As we see it, these levels of government expenditure will only be justified if they contribute to social change. Our schools mustn’t continue to replicate the circumstances of the communities they serve. They must rise above those circumstances and become places where children from disadvantaged backgrounds are presented with an opportunity to better themselves, their families and, ultimately, the entire communities.


Chairperson, quality education depends primarily on the quality of teaching. We sometimes forget that teaching is not just a job, it is a vocation. We forget that teachers are highly specialised professionals and we need to treat them accordingly. The official attitude towards teachers is often patronising while the approach towards learners is too liberal. Let me put it bluntly: too often we treat teachers as children while, at the same time, we treat pupils as adults. What I mean by this is that teachers often feel micromanaged while pupils benefit from the lack of discipline in schools.


In order to improve the quality of teaching and to attract new talent to the profession, the government must continue to raise teachers’ salaries. Given that the compensation bill is the single largest line item in the entire budget and therefore the biggest cost driver, we urge the department to prioritise two aspects of wage increases: firstly, it must make further adjustments to the occupation specific dispensation for educators and, secondly, it must improve remuneration for longer service. We must warn that annual wage agreements in excess of 5 percent across the board will lead to a further budget overdraft. It is also essential that we limit the number of administrative posts and maximise the number of teaching posts.


As the department continues to fill critical posts, it must be conscious of rewarding excellence and ensuring accountability. Deployment of political loyalists, which is rife in the civil service in general, has had devastating effects on the quality of education. We urge the MEC to consider this aggravating factor and, at the same time, ensure that principals who do not perform are taken to task and lose their posts, if necessary.


Chairperson, during last week’s budget debates, we urged the MEC for Co-operative Governance to reduce the reporting and compliance burden of municipalities and we urged the MEC for Social Development to minimise the caseloads of social workers. We now appeal to the MEC for Education to reduce the administrative and curriculum workload of teachers. The vast amounts of paperwork educators are expected to fill in are distractions that detract from teaching.


The extra time we gain by doing so must be divided between actual teaching and getting better at teaching through training. But instead of generic training workshops that are often designed indiscriminately for teachers from both performing and non-performing schools, training should target the individual teacher according to his or her specific needs. Another concern about training, as we know it, is that teachers are often taken out of the classroom to participate in it during teaching time. The department must see to it that training sessions take place on-site and outside of school hours.


In addition to tailor-made training, interventions such as enlisting experts to teach complex sections of the syllabus, particularly at underperforming schools, are the sort that can make a real difference in the classroom. I would like to thank the Hon. MEC for his resp mentary question about the number, nature and distribution of vacancies of subject advisers across the province.
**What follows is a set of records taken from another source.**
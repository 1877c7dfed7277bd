#![no_main]

use libfuzzer_sys::fuzz_target;

fuzz_target!(|data: &[u8]| {
    let Ok(text) = std::str::from_utf8(data) else {
        return;
    };
    // A config that parses must build an engine.
    if let Ok(config) = concord_governance::GovernanceConfig::from_toml_str(text) {
        let ledger = concord_nullables::NullLedger::new();
        concord_governance::GovernanceEngine::new(config, ledger)
            .expect("validated config must start an engine");
    }
});
//! Opaque member identity.

use crate::error::TypeError;
use serde::{Deserialize, Serialize};
use std::fmt;
use std::str::FromStr;

/// An account identity as supplied by the host runtime.
///
/// The engine never interprets the contents; it only compares and hashes
/// addresses. Hosts that authenticate callers hand the engine whatever
/// identifier they already use (a public key encoding, an account name).
#[derive(Clone, Debug, PartialEq, Eq, PartialOrd, Ord, Hash, Serialize, Deserialize)]
#[serde(transparent)]
pub struct Address(String);

impl Address {
    /// Create an address from a raw string without validation.
    pub fn new(raw: impl Into<String>) -> Self {
        Self(raw.into())
    }

    /// Parse an address, rejecting empty strings and embedded whitespace.
    pub fn parse(raw: &str) -> Result<Self, TypeError> {
        if raw.is_empty() {
            return Err(TypeError::EmptyAddress);
        }
        if raw.chars().any(char::is_whitespace) {
            return Err(TypeError::MalformedAddress(raw.to_string()));
        }
        Ok(Self(raw.to_string()))
    }

    /// Return the raw address string.
    pub fn as_str(&self) -> &str {
        &self.0
    }
}

impl fmt::Display for Address {
    fn fmt(&self, f: &mut fmt::Formatter<'_>) -> fmt::Result {
        write!(f, "{}", self.0)
    }
}

impl FromStr for Address {
    type Err = TypeError;

    fn from_str(s: &str) -> Result<Self, Self::Err> {
        Self::parse(s)
    }
}

impl From<&str> for Address {
    fn from(s: &str) -> Self {
        Self::new(s)
    }
}
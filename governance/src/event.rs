//! Events emitted by committed governance operations.

use crate::proposal::{ProposalKind, ProposalState};
use concord_types::{Address, BlockHeight, ProposalId};
use serde::{Deserialize, Serialize};

/// A state change the host may want to index or relay.
///
/// Events are buffered inside the engine state, so an operation that
/// fails leaves no events behind.
#[derive(Clone, Debug, PartialEq, Eq, Serialize, Deserialize)]
#[serde(tag = "event", rename_all = "snake_case")]
pub enum GovernanceEvent {
    MemberAdded {
        member: Address,
        power: u128,
    },
    MemberPowerChanged {
        member: Address,
        old_power: u128,
        new_power: u128,
    },
    Delegated {
        delegator: Address,
        delegate: Address,
        previous: Option<Address>,
    },
    Undelegated {
        delegator: Address,
        delegate: Address,
    },
    ProposalCreated {
        proposal: ProposalId,
        proposer: Address,
        kind: ProposalKind,
        end_block: BlockHeight,
    },
    VoteCast {
        proposal: ProposalId,
        voter: Address,
        support: bool,
        weight: u128,
    },
    ProposalFinalized {
        proposal: ProposalId,
        outcome: ProposalState,
        ready_at: Option<BlockHeight>,
    },
    ProposalExecuted {
        proposal: ProposalId,
        at: BlockHeight,
    },
    ParameterChanged {
        param: String,
        old_value: u128,
        new_value: u128,
    },
    TreasuryDeposited {
        from: Address,
        amount: u128,
    },
    TreasuryDisbursed {
        proposal: ProposalId,
        recipient: Address,
        amount: u128,
    },
    DepositRefunded {
        proposal: ProposalId,
        proposer: Address,
        amount: u128,
    },
    DepositForfeited {
        proposal: ProposalId,
        amount: u128,
    },
}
These vacancies have been identified as one of the primary causes of non-performance in past matric examinations and we hope that the reported 133 vacancies will be advertised and filled in time to impact on the 2010 matric exams. We plead that special attention is paid to mathematics and sciences. I would like to encourage the Hon. MEC to report on progress in this regard.


One last staff issue I would like to mention has to do with the tensions which have recently manifested themselves through allegations of fraud and corruption levelled by SADTU against a number of high-ranking officials in the department, including the Head of Department. We have learnt that the investigation into these allegations is nearing completion and the report compiled by the Ngubane & Company Consortium would be made public soon. We hope it will help clear the air between the concerned parties.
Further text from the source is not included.